-------- DATA FOR ANALYSIS

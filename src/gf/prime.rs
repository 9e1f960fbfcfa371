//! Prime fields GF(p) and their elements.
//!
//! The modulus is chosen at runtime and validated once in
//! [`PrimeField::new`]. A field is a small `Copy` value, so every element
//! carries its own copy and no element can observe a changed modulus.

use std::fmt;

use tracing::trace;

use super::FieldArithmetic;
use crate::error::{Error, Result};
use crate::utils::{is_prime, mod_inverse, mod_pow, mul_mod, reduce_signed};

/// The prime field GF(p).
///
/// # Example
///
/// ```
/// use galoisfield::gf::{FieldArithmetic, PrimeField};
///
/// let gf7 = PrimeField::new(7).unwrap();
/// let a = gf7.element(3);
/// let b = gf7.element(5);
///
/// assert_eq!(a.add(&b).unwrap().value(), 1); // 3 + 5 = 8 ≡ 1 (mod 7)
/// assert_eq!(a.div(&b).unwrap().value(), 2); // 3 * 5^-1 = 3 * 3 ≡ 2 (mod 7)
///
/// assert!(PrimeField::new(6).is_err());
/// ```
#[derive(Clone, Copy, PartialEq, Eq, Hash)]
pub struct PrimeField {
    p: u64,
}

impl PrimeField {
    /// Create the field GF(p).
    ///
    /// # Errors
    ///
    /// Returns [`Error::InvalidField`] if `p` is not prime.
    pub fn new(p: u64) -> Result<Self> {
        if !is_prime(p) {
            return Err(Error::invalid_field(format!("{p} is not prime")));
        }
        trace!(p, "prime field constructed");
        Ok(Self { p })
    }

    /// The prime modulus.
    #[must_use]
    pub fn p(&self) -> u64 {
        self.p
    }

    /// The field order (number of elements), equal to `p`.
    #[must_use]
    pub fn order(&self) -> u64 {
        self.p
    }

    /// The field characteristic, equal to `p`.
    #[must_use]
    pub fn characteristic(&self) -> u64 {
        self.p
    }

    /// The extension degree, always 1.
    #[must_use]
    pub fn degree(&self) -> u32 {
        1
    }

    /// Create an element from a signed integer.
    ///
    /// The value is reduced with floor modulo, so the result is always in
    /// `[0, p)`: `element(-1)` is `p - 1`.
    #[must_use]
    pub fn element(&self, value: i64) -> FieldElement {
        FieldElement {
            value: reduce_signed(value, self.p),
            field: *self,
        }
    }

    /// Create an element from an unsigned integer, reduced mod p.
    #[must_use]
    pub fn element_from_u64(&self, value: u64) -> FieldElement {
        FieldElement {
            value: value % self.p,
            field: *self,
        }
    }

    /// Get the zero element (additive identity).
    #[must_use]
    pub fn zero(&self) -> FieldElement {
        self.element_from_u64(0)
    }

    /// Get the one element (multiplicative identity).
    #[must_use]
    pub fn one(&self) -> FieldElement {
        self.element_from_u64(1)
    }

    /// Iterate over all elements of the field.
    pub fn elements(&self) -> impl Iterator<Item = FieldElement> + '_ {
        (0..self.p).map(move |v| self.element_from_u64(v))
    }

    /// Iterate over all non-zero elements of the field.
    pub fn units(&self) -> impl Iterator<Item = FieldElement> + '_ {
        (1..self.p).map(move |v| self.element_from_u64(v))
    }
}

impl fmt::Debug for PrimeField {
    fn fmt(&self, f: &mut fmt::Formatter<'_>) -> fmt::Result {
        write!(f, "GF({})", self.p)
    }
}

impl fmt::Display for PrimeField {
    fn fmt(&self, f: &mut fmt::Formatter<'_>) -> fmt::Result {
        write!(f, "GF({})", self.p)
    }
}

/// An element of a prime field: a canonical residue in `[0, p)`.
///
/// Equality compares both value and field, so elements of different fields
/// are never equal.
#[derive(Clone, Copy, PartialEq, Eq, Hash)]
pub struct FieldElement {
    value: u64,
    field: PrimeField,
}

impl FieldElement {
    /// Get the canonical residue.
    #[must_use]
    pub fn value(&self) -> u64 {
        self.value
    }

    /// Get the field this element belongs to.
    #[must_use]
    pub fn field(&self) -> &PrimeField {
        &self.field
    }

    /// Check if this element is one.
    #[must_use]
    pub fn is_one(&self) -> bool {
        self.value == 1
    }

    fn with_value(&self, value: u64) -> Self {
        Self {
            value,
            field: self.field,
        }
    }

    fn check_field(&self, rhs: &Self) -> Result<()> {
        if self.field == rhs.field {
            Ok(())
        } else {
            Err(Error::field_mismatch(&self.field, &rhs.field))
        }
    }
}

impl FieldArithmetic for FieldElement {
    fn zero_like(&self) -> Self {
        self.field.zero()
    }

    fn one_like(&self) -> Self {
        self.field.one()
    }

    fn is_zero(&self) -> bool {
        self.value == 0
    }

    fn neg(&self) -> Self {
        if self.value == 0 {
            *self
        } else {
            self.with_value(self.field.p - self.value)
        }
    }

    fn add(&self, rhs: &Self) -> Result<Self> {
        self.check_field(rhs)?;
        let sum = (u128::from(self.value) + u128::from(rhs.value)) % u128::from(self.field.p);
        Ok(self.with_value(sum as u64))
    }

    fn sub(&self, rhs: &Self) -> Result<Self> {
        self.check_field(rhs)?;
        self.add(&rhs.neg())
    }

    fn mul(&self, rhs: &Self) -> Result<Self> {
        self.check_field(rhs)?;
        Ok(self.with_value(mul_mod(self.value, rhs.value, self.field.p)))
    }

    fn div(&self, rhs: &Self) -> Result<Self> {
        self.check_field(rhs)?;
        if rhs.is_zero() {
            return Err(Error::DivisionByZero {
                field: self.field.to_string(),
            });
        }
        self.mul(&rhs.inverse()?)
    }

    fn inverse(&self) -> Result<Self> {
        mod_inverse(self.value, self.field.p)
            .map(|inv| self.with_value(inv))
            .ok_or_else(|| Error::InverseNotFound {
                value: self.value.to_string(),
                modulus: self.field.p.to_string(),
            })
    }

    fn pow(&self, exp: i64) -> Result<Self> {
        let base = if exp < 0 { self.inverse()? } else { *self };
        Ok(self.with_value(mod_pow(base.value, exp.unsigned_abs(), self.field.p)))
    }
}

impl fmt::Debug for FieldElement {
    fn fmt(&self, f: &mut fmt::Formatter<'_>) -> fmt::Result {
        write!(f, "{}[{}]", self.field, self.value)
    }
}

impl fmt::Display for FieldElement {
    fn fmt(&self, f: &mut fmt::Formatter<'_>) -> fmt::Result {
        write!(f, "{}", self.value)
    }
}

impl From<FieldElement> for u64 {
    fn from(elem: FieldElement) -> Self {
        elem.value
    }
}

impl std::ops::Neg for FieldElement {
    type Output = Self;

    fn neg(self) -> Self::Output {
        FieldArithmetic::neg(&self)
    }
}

----------------
-------- DATA FOR ANALYSIS

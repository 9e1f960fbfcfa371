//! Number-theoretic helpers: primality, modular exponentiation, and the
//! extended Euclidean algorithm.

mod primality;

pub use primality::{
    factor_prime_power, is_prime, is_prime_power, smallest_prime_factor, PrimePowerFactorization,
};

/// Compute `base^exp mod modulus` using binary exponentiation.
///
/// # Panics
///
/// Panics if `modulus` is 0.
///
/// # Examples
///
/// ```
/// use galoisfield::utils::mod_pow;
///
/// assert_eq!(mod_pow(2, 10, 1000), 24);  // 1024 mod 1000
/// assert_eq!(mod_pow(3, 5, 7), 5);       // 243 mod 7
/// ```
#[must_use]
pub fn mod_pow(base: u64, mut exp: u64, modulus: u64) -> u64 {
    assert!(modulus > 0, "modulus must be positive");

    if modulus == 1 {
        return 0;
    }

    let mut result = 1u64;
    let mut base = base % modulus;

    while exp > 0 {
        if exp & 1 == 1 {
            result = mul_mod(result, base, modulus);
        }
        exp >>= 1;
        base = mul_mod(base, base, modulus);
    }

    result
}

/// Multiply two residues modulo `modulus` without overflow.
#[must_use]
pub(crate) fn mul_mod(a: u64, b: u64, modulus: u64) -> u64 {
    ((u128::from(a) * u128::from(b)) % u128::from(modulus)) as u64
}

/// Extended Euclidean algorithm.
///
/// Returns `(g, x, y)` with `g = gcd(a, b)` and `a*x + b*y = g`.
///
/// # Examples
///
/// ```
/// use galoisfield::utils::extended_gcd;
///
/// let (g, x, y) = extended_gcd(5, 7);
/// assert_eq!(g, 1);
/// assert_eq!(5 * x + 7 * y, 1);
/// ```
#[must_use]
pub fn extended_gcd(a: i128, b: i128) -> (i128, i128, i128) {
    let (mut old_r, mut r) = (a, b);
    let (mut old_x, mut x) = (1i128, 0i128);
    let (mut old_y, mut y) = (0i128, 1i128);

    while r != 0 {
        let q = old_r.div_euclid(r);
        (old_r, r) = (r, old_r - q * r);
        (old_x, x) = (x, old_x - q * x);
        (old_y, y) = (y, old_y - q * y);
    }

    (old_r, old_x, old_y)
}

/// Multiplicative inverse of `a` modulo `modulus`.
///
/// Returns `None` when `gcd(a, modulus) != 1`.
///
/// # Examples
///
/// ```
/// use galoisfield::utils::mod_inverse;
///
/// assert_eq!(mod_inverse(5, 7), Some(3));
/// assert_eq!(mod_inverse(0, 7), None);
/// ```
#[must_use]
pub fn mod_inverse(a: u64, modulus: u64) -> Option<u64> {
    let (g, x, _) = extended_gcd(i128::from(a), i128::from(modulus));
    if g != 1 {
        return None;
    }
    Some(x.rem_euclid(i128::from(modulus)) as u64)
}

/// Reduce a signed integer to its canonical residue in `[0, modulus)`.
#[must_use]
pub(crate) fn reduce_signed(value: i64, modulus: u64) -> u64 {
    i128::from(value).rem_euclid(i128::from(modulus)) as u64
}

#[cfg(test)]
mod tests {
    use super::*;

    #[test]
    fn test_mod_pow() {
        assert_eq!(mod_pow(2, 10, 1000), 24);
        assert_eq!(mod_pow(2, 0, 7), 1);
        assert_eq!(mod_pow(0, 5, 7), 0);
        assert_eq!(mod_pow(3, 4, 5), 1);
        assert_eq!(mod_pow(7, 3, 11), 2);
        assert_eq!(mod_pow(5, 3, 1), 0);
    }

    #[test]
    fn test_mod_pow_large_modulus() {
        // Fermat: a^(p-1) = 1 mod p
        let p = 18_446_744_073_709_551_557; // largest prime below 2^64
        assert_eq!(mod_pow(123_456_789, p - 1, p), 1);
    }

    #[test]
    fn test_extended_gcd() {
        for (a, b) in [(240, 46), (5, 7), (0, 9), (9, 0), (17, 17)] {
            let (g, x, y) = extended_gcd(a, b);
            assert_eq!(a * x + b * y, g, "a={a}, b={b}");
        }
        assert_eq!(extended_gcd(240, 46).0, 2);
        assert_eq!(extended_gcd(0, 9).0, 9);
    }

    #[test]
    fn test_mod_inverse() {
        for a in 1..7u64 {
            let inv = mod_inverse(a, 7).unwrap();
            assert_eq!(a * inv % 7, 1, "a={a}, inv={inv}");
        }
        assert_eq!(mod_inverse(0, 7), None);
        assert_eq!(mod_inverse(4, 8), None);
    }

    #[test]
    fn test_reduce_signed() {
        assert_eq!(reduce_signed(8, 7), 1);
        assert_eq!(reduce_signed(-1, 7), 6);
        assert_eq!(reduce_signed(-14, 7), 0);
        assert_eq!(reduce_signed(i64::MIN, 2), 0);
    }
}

----------------

> **EXERCISE**
Reproduce the entries above exactly, but only the lines between the line holding "pub(crate) fn reduce_signed(value: i64, modulus: u64)" and the line holding "let inv = mod_inverse(a, 7).unwrap();", inclusive.

> **COMPLETED EXERCISE**
pub(crate) fn reduce_signed(value: i64, modulus: u64) -> u64 {
    i128::from(value).rem_euclid(i128::from(modulus)) as u64
}

#[cfg(test)]
mod tests {
    use super::*;

    #[test]
    fn test_mod_pow() {
        assert_eq!(mod_pow(2, 10, 1000), 24);
        assert_eq!(mod_pow(2, 0, 7), 1);
        assert_eq!(mod_pow(0, 5, 7), 0);
        assert_eq!(mod_pow(3, 4, 5), 1);
        assert_eq!(mod_pow(7, 3, 11), 2);
        assert_eq!(mod_pow(5, 3, 1), 0);
    }

    #[test]
    fn test_mod_pow_large_modulus() {
        // Fermat: a^(p-1) = 1 mod p
        let p = 18_446_744_073_709_551_557; // largest prime below 2^64
        assert_eq!(mod_pow(123_456_789, p - 1, p), 1);
    }

    #[test]
    fn test_extended_gcd() {
        for (a, b) in [(240, 46), (5, 7), (0, 9), (9, 0), (17, 17)] {
            let (g, x, y) = extended_gcd(a, b);
            assert_eq!(a * x + b * y, g, "a={a}, b={b}");
        }
        assert_eq!(extended_gcd(240, 46).0, 2);
        assert_eq!(extended_gcd(0, 9).0, 9);
    }

    #[test]
    fn test_mod_inverse() {
        for a in 1..7u64 {
            let inv = mod_inverse(a, 7).unwrap();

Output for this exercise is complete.